▶ **WORK REQUIRED**: In the listing below, find every line with the string "matches" and pull it out.
THE INPUT Block Start
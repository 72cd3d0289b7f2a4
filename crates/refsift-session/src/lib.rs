//! Per-upload sessions.
//!
//! One session spans a single upload cycle: the merged data table and the
//! reference table are persisted at creation, the chosen column pair is
//! attached by the selection step, and the download steps read all of it
//! back. Storage is an injected [`SessionStore`]; the core table operations
//! never see the store, only the tables handed back from it.

mod error;
mod id;
mod store;

pub use error::{Result, SessionError};
pub use id::SessionId;
pub use store::{ColumnChoice, MemoryStore, SessionStore, TempDirStore};
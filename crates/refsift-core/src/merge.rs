use std::collections::HashMap;

use refsift_model::{CellValue, ColumnName, Table};

use crate::{CoreError, Result};

/// Concatenate tables into one.
///
/// The output header is the union of all input headers in first-seen order;
/// rows follow in input order. A row from a table lacking one of the union
/// columns gets `Missing` in that position. Deterministic: the same inputs
/// in the same order always produce the same output.
pub fn merge(tables: &[Table]) -> Result<Table> {
    if tables.is_empty() {
        return Err(CoreError::EmptyInput);
    }

    let mut columns: Vec<ColumnName> = Vec::new();
    let mut positions: HashMap<ColumnName, usize> = HashMap::new();
    for table in tables {
        for column in table.columns() {
            if !positions.contains_key(column) {
                positions.insert(column.clone(), columns.len());
                columns.push(column.clone());
            }
        }
    }

    let width = columns.len();
    // Union columns are unique by construction.
    let mut merged = Table::new(columns).expect("union columns are unique");
    for table in tables {
        let targets: Vec<usize> = table
            .columns()
            .iter()
            .map(|column| positions[column])
            .collect();
        for row in table.rows() {
            let mut cells = vec![CellValue::Missing; width];
            for (cell, &target) in row.iter().zip(&targets) {
                cells[target] = cell.clone();
            }
            merged.push_row(cells).expect("merged row matches width");
        }
    }

    tracing::debug!(
        inputs = tables.len(),
        columns = merged.n_columns(),
        rows = merged.n_rows(),
        "merged tables"
    );
    Ok(merged)
}
use std::fmt;

use crate::IngestError;

/// Declared format of an uploaded tabular file.
#[derive(Debug, Clone, Copy, PartialEq, Eq)]
pub enum FileFormat {
    /// Comma-separated text.
    Csv,
    /// Legacy Excel 97-2003 (BIFF).
    Xls,
    /// Office Open XML spreadsheet.
    Xlsx,
}

impl FileFormat {
    /// Derive the format tag from a file name's extension, case-insensitively.
    pub fn from_file_name(name: &str) -> Result<Self, IngestError> {
        let extension = name
            .rsplit_once('.')
            .map(|(_, ext)| ext.to_ascii_lowercase())
            .unwrap_or_default();
        match extension.as_str() {
            "csv" => Ok(Self::Csv),
            "xls" => Ok(Self::Xls),
            "xlsx" => Ok(Self::Xlsx),
            _ => Err(IngestError::UnsupportedFormat {
                name: name.to_string(),
            }),
        }
    }
}

impl fmt::Display for FileFormat {
    fn fmt(&self, f: &mut fmt::Formatter<'_>) -> fmt::Result {
        let label = match self {
            Self::Csv => "CSV",
            Self::Xls => "XLS",
            Self::Xlsx => "XLSX",
        };
        f.write_str(label)
    }
}
//! Tabular file ingestion.
//!
//! Converts an uploaded byte stream plus a declared [`FileFormat`] into a
//! [`refsift_model::Table`]. All cell values are kept as verbatim strings
//! (numbers in spreadsheets are rendered to their display text); empty
//! cells become `Missing`. No trimming or case folding happens here;
//! normalization is a comparison-time concern, not a load-time one.

mod error;
mod excel;
mod format;
mod text;

pub use error::{IngestError, Result};
pub use format::FileFormat;

use refsift_model::Table;

/// Parse `bytes` as a table in the declared format.
pub fn load(bytes: &[u8], format: FileFormat) -> Result<Table> {
    let table = match format {
        FileFormat::Csv => text::read_csv(bytes)?,
        FileFormat::Xls => excel::read_xls(bytes)?,
        FileFormat::Xlsx => excel::read_xlsx(bytes)?,
    };
    tracing::debug!(
        %format,
        columns = table.n_columns(),
        rows = table.n_rows(),
        "loaded table"
    );
    Ok(table)
}

/// Parse `bytes` using the format derived from `file_name`'s extension.
pub fn load_named(bytes: &[u8], file_name: &str) -> Result<Table> {
    load(bytes, FileFormat::from_file_name(file_name)?)
}
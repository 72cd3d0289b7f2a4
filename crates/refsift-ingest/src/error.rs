use thiserror::Error;

use crate::FileFormat;

/// Errors that can occur while loading tabular files.
#[derive(Debug, Error)]
pub enum IngestError {
    /// File name does not carry a recognized tabular extension.
    #[error("unsupported file format: '{name}' (expected .csv, .xls or .xlsx)")]
    UnsupportedFormat { name: String },

    /// Content could not be decoded as tabular data.
    #[error("failed to parse {format} data: {message}")]
    Parse { format: FileFormat, message: String },

    /// The input has no header row at all.
    #[error("{format} input contains no header row")]
    EmptyTable { format: FileFormat },
}

/// Result type for ingestion operations.
pub type Result<T> = std::result::Result<T, IngestError>;
//! Integration tests for CSV loading.

use refsift_ingest::{FileFormat, IngestError, load, load_named};
use refsift_model::CellValue;

fn text(value: &str) -> CellValue {
    CellValue::Text(value.to_string())
}

#[test]
fn loads_simple_csv() {
    let bytes = b"id,name\n1,Alice\n2,Bob\n";
    let table = load(bytes, FileFormat::Csv).unwrap();

    assert_eq!(
        table
            .columns()
            .iter()
            .map(|column| column.as_str())
            .collect::<Vec<_>>(),
        vec!["id", "name"]
    );
    assert_eq!(table.n_rows(), 2);
    assert_eq!(table.rows()[0], vec![text("1"), text("Alice")]);
    assert_eq!(table.rows()[1], vec![text("2"), text("Bob")]);
}

#[test]
fn preserves_cell_whitespace_and_quoting() {
    let bytes = b"code,comment\n\" a1 \",\"has, comma\"\n";
    let table = load(bytes, FileFormat::Csv).unwrap();
    assert_eq!(table.rows()[0], vec![text(" a1 "), text("has, comma")]);
}

#[test]
fn empty_fields_load_as_missing() {
    let bytes = b"id,age\n1,\n,30\n";
    let table = load(bytes, FileFormat::Csv).unwrap();
    assert_eq!(table.rows()[0], vec![text("1"), CellValue::Missing]);
    assert_eq!(table.rows()[1], vec![CellValue::Missing, text("30")]);
}

#[test]
fn strips_bom_from_first_header() {
    let bytes = "\u{feff}id,name\n1,A\n".as_bytes();
    let table = load(bytes, FileFormat::Csv).unwrap();
    assert_eq!(table.columns()[0].as_str(), "id");
}

#[test]
fn ragged_rows_are_a_parse_error() {
    let bytes = b"id,name\n1,Alice,extra\n";
    let err = load(bytes, FileFormat::Csv).unwrap_err();
    assert!(matches!(
        err,
        IngestError::Parse {
            format: FileFormat::Csv,
            ..
        }
    ));
}

#[test]
fn duplicate_headers_are_a_parse_error() {
    let bytes = b"id,id\n1,2\n";
    let err = load(bytes, FileFormat::Csv).unwrap_err();
    assert!(matches!(err, IngestError::Parse { .. }));
}

#[test]
fn headers_differing_only_in_padding_collide() {
    // Column names trim outer whitespace, so " a " and "a" are the same
    // column and the file is rejected instead of loading both verbatim.
    let bytes = b"\" a \",a\n1,2\n";
    let err = load(bytes, FileFormat::Csv).unwrap_err();
    assert!(matches!(err, IngestError::Parse { .. }));

    let table = load(b" id ,name\n1,A\n", FileFormat::Csv).unwrap();
    assert_eq!(table.columns()[0].as_str(), "id");
}

#[test]
fn empty_input_has_no_header() {
    let err = load(b"", FileFormat::Csv).unwrap_err();
    assert!(matches!(err, IngestError::EmptyTable { .. }));
}

#[test]
fn header_only_csv_is_an_empty_table_with_columns() {
    let table = load(b"id,name\n", FileFormat::Csv).unwrap();
    assert_eq!(table.n_columns(), 2);
    assert_eq!(table.n_rows(), 0);
}

#[test]
fn load_named_uses_the_extension() {
    let table = load_named(b"id\n1\n", "Upload.CSV").unwrap();
    assert_eq!(table.n_rows(), 1);

    let err = load_named(b"id\n1\n", "upload.txt").unwrap_err();
    assert!(matches!(err, IngestError::UnsupportedFormat { .. }));
}

#[test]
fn loads_xlsx_workbook() {
    // Sheet "Records": header [id, name, score], one stray cell right of
    // the header row, one short row, numeric cells 7 and 1.5. A second
    // sheet ("Notes") holds unrelated content.
    let bytes = include_bytes!("fixtures/records.xlsx");
    let table = load(bytes, FileFormat::Xlsx).unwrap();

    // Only the first worksheet is read, and the header stops at the last
    // named column, dropping the stray value under the unnamed one.
    assert_eq!(
        table
            .columns()
            .iter()
            .map(|column| column.as_str())
            .collect::<Vec<_>>(),
        vec!["id", "name", "score"]
    );
    assert_eq!(table.n_rows(), 3);

    // Integral floats render without the trailing fraction.
    assert_eq!(table.rows()[0], vec![text("1"), text("Alice"), text("7")]);
    // A row with only its first cell is padded out with Missing.
    assert_eq!(
        table.rows()[1],
        vec![text("2"), CellValue::Missing, CellValue::Missing]
    );
    assert_eq!(table.rows()[2], vec![text("3"), text("Bob"), text("1.5")]);
}

#[test]
fn xlsx_rejects_garbage_bytes() {
    let err = load(b"not a zip archive", FileFormat::Xlsx).unwrap_err();
    assert!(matches!(
        err,
        IngestError::Parse {
            format: FileFormat::Xlsx,
            ..
        }
    ));
}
THE INPUT Block End
▶ **ANSWER**:
            merged.push_row(cells).expect("merged row matches width");
    assert!(matches!(
    assert!(matches!(err, IngestError::Parse { .. }));
    assert!(matches!(err, IngestError::Parse { .. }));
    assert!(matches!(err, IngestError::EmptyTable { .. }));
    assert!(matches!(err, IngestError::UnsupportedFormat { .. }));
    assert!(matches!(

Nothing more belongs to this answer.